Mutations in the conserved loop of human U5 snRNA generate use of novel cryptic 5' splice sites in vivo.

We have analyzed base pairing interactions between the U5 snRNA and 5' exon sequences during pre-mRNA splicing in a mammalian in vivo system. We constructed synthetic U5 genes with mutations that alter four bases (C3, U4, U5 and U6) within the invariant 9 nt U5 sequence GCCUUUUAC; transient transfection of HeLa cells with these U5 sequences cloned into a U1 expression vector yielded high levels of the mutant snRNAs. To test their function, we cotransfected a rabbit beta-globin gene containing one of two mutations (G1-->A or T2-->A) in the essential GT dinucleotide at the 5' end of the second intron. Certain U5 loop mutants activated novel 5' splice sites only in mutant rabbit beta-globin transcripts. One novel site surprisingly resides in the first exon; its use is invariably coupled to utilization of a particular cryptic 5' splice site in the second exon.
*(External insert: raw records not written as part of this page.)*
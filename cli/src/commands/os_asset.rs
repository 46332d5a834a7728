use super::{Context, FormatArg, created_output, deletion_prompt, find_unique, os_template};
use crate::error::{CliError, Result};
use crate::ui;
use base64::{Engine as _, engine::general_purpose::STANDARD};
use clap::{Args, Subcommand};
use metalcloud::{IdOrLabel, OsAsset, OsTemplate};
use tableformatter::{Column, Table, Value};

const ENTITY: &str = "OS Assets";

#[derive(Subcommand, Debug)]
pub enum OsAssetCommand {
    /// List OS assets
    #[command(visible_alias = "ls")]
    List(ListArgs),

    /// Show a single OS asset
    #[command(visible_alias = "show")]
    Get(GetArgs),

    /// Upload a new OS asset
    #[command(visible_alias = "new")]
    Create(CreateArgs),

    /// Change an existing OS asset
    #[command(visible_alias = "update")]
    Edit(EditArgs),

    /// Delete an OS asset
    #[command(visible_alias = "rm")]
    Delete(DeleteArgs),

    /// Attach an OS asset to a template
    #[command(visible_alias = "assign")]
    Associate(AssociateArgs),

    /// Make an OS asset visible to every user
    #[command(visible_alias = "public")]
    MakePublic(MakePublicArgs),

    /// Give an OS asset to a single user
    #[command(visible_alias = "private")]
    MakePrivate(MakePrivateArgs),
}

#[derive(Args, Debug)]
pub struct ListArgs {
    /// Only list assets with this usage
    #[arg(long)]
    pub usage: Option<String>,

    #[command(flatten)]
    pub format: FormatArg,
}

#[derive(Args, Debug)]
pub struct GetArgs {
    /// Asset ID or file name
    #[arg(long)]
    pub id: IdOrLabel,

    #[command(flatten)]
    pub format: FormatArg,
}

/// Asset fields and template association shared by create and edit
#[derive(Args, Debug, Default)]
pub struct AssetFields {
    /// Asset usage, for example 'bootloader'
    #[arg(long)]
    pub usage: Option<String>,

    /// MIME type of the contents
    #[arg(long)]
    pub mime: Option<String>,

    /// Template type of the contents, for example 'liquid'
    #[arg(long)]
    pub template_type: Option<String>,

    /// URL the contents are downloaded from
    #[arg(long)]
    pub url: Option<String>,

    /// Read the contents from stdin
    #[arg(long, default_value_t = false)]
    pub pipe: bool,

    /// Template ID or label to attach the asset to
    #[arg(long)]
    pub template_id: Option<IdOrLabel>,

    /// Path of the asset inside the template
    #[arg(long, requires = "template_id")]
    pub path: Option<String>,

    /// Variables of the association as a JSON array
    #[arg(long, default_value = "[]")]
    pub variables_json: String,
}

#[derive(Args, Debug)]
pub struct CreateArgs {
    /// File name of the asset
    #[arg(long)]
    pub filename: String,

    #[command(flatten)]
    pub fields: AssetFields,

    /// Delete an existing asset with the same file name first
    #[arg(long, default_value_t = false)]
    pub delete_if_exists: bool,

    /// Print only the ID of the created asset
    #[arg(long, default_value_t = false)]
    pub return_id: bool,
}

#[derive(Args, Debug)]
pub struct EditArgs {
    /// Asset ID or file name
    #[arg(long)]
    pub id: IdOrLabel,

    /// New file name
    #[arg(long)]
    pub filename: Option<String>,

    #[command(flatten)]
    pub fields: AssetFields,
}

#[derive(Args, Debug)]
pub struct DeleteArgs {
    /// Asset ID or file name
    #[arg(long)]
    pub id: IdOrLabel,

    /// Do not ask for confirmation
    #[arg(long, default_value_t = false)]
    pub autoconfirm: bool,
}

#[derive(Args, Debug)]
pub struct AssociateArgs {
    /// Asset ID or file name
    #[arg(long)]
    pub id: IdOrLabel,

    /// Template ID or label
    #[arg(long)]
    pub template_id: IdOrLabel,

    /// Path of the asset inside the template
    #[arg(long)]
    pub path: String,

    /// Variables of the association as a JSON array
    #[arg(long, default_value = "[]")]
    pub variables_json: String,
}

#[derive(Args, Debug)]
pub struct MakePublicArgs {
    /// Asset ID or file name
    #[arg(long)]
    pub id: IdOrLabel,
}

#[derive(Args, Debug)]
pub struct MakePrivateArgs {
    /// Asset ID or file name
    #[arg(long)]
    pub id: IdOrLabel,

    /// New owner, user ID or email
    #[arg(long)]
    pub user_id: IdOrLabel,
}

pub fn execute(ctx: &Context<'_>, command: OsAssetCommand) -> Result<String> {
    match command {
        OsAssetCommand::List(args) => list(ctx, args),
        OsAssetCommand::Get(args) => get(ctx, args),
        OsAssetCommand::Create(args) => create(ctx, args),
        OsAssetCommand::Edit(args) => edit(ctx, args),
        OsAssetCommand::Delete(args) => delete(ctx, args),
        OsAssetCommand::Associate(args) => associate(ctx, args),
        OsAssetCommand::MakePublic(args) => make_public(ctx, args),
        OsAssetCommand::MakePrivate(args) => make_private(ctx, args),
    }
}

/// Find an asset by ID, or by file name among the visible assets
pub(crate) fn resolve(ctx: &Context<'_>, reference: &IdOrLabel) -> Result<OsAsset> {
    match reference {
        IdOrLabel::Id(id) => Ok(ctx.client.os_asset_get(*id)?),
        IdOrLabel::Label(filename) => find_unique("OS asset", filename, ctx.client.os_assets()?, |a| {
            a.os_asset_filename.as_str()
        }),
    }
}

fn columns() -> Vec<Column> {
    vec![
        Column::int("ID", 2),
        Column::string("FILENAME", 8),
        Column::int("FILE_SIZE_BYTES", 5),
        Column::string("FILE_MIME", 5),
        Column::string("TEMPLATE_TYPE", 5),
        Column::string("USAGE", 5),
        Column::string("SOURCE_URL", 5),
        Column::int("USER_ID", 5),
        Column::date("CREATED", 5),
        Column::date("UPDATED", 5),
    ]
}

fn row(asset: &OsAsset) -> Vec<Value> {
    vec![
        asset.os_asset_id.into(),
        asset.os_asset_filename.as_str().into(),
        asset.os_asset_file_size_bytes.into(),
        asset.os_asset_file_mime.as_str().into(),
        asset.os_asset_template_type.as_str().into(),
        asset.os_asset_usage.as_str().into(),
        asset.os_asset_source_url.as_str().into(),
        asset.user_id_owner.into(),
        Value::timestamp(&asset.os_asset_created_timestamp),
        Value::timestamp(&asset.os_asset_updated_timestamp),
    ]
}

pub fn list(ctx: &Context<'_>, args: ListArgs) -> Result<String> {
    let assets = ctx.client.os_assets()?;
    let usage = args.usage.as_deref().filter(|u| !u.is_empty());

    let mut table = Table::new(columns());
    for asset in assets
        .iter()
        .filter(|a| usage.is_none_or(|u| a.os_asset_usage == u))
    {
        table.push_row(row(asset))?;
    }

    Ok(table.sort_by(&["ID"]).render(ENTITY, args.format.output())?)
}

pub fn get(ctx: &Context<'_>, args: GetArgs) -> Result<String> {
    let asset = resolve(ctx, &args.id)?;

    let mut table = Table::new(columns()).with_subtitle(format!(
        "Asset {} ({})",
        asset.os_asset_filename, asset.os_asset_id
    ));
    table.push_row(row(&asset))?;

    Ok(table.render(ENTITY, args.format.output())?)
}

pub fn create(ctx: &Context<'_>, args: CreateArgs) -> Result<String> {
    let template = association_target(ctx, &args.fields)?;

    if args.delete_if_exists {
        let existing: Vec<OsAsset> = ctx
            .client
            .os_assets()?
            .into_iter()
            .filter(|a| a.os_asset_filename == args.filename)
            .collect();
        for asset in existing {
            ctx.client.os_asset_delete(asset.os_asset_id)?;
            ui::warning_message(&format!(
                "Deleted existing asset {} ({})",
                asset.os_asset_filename, asset.os_asset_id
            ));
        }
    }

    let mut asset = OsAsset {
        os_asset_filename: args.filename,
        ..Default::default()
    };
    apply_fields(ctx, &mut asset, &args.fields)?;

    let created = ctx.client.os_asset_create(&asset)?;
    ctx.client.os_asset_make_public(created.os_asset_id)?;
    if let Some(template) = template {
        attach(ctx, &template, &created, &args.fields)?;
    }

    Ok(created_output("OS asset", created.os_asset_id, args.return_id))
}

pub fn edit(ctx: &Context<'_>, args: EditArgs) -> Result<String> {
    let template = association_target(ctx, &args.fields)?;
    let mut asset = resolve(ctx, &args.id)?;

    if let Some(filename) = args.filename {
        asset.os_asset_filename = filename;
    }
    apply_fields(ctx, &mut asset, &args.fields)?;

    let updated = ctx.client.os_asset_update(asset.os_asset_id, &asset)?;
    ctx.client.os_asset_make_public(updated.os_asset_id)?;
    if let Some(template) = template {
        attach(ctx, &template, &updated, &args.fields)?;
    }

    ui::success_message(&format!("OS asset {} updated", updated.os_asset_id));
    Ok(String::new())
}

pub fn delete(ctx: &Context<'_>, args: DeleteArgs) -> Result<String> {
    let asset = resolve(ctx, &args.id)?;

    let prompt = deletion_prompt(&format!(
        "asset {} ({})",
        asset.os_asset_filename, asset.os_asset_id
    ));
    ctx.confirm(args.autoconfirm, &prompt)?;

    ctx.client.os_asset_delete(asset.os_asset_id)?;
    ui::success_message(&format!("OS asset {} deleted", asset.os_asset_id));
    Ok(String::new())
}

pub fn associate(ctx: &Context<'_>, args: AssociateArgs) -> Result<String> {
    if args.path.trim().is_empty() {
        return Err(CliError::validation("--path is required"));
    }
    let asset = resolve(ctx, &args.id)?;
    let template = os_template::resolve(ctx, &args.template_id, false)?;

    ctx.client.os_template_add_os_asset(
        template.volume_template_id,
        asset.os_asset_id,
        &args.path,
        &args.variables_json,
    )?;
    ui::success_message(&format!(
        "OS asset {} attached to template {} at {}",
        asset.os_asset_id, template.volume_template_id, args.path
    ));
    Ok(String::new())
}

pub fn make_public(ctx: &Context<'_>, args: MakePublicArgs) -> Result<String> {
    let asset = resolve(ctx, &args.id)?;
    ctx.client.os_asset_make_public(asset.os_asset_id)?;
    Ok(String::new())
}

pub fn make_private(ctx: &Context<'_>, args: MakePrivateArgs) -> Result<String> {
    let asset = resolve(ctx, &args.id)?;
    let user = ctx.resolve_user(&args.user_id)?;
    ctx.client.os_asset_make_private(asset.os_asset_id, user.user_id)?;
    Ok(String::new())
}

/// Template the asset is attached to, checked before anything is uploaded
fn association_target(ctx: &Context<'_>, fields: &AssetFields) -> Result<Option<OsTemplate>> {
    let Some(reference) = &fields.template_id else {
        return Ok(None);
    };
    if fields.path.as_deref().is_none_or(|p| p.trim().is_empty()) {
        return Err(CliError::validation(
            "--path is required when --template-id is given",
        ));
    }
    os_template::resolve(ctx, reference, false).map(Some)
}

fn attach(
    ctx: &Context<'_>,
    template: &OsTemplate,
    asset: &OsAsset,
    fields: &AssetFields,
) -> Result<()> {
    let path = fields.path.as_deref().unwrap_or_default();
    ctx.client.os_template_add_os_asset(
        template.volume_template_id,
        asset.os_asset_id,
        path,
        &fields.variables_json,
    )?;
    Ok(())
}

fn apply_fields(ctx: &Context<'_>, asset: &mut OsAsset, fields: &AssetFields) -> Result<()> {
    if let Some(usage) = &fields.usage {
        asset.os_asset_usage = usage.clone();
    }
    if let Some(mime) = &fields.mime {
        asset.os_asset_file_mime = mime.clone();
    }
    if let Some(template_type) = &fields.template_type {
        asset.os_asset_template_type = template_type.clone();
    }
    if let Some(url) = &fields.url {
        asset.os_asset_source_url = url.clone();
    }
    if fields.pipe {
        let content = ctx.terminal.read_pipe()?;
        asset.os_asset_file_size_bytes = i64::try_from(content.len()).unwrap_or(i64::MAX);
        asset.os_asset_contents_base64 = Some(STANDARD.encode(content));
    }
    Ok(())
}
All of the newly activated cryptic 5' splice sites exhibit complementarity with the mutant U5 loop in the exon 1-5 nt upstream of the cryptic site, extending previous results in yeast. However, the register of the potential pairing is not identical at the various novel cryptic 5' splice sites, indicating that the interaction between the U5 loop and the 5' exon may be more flexible than previously believed.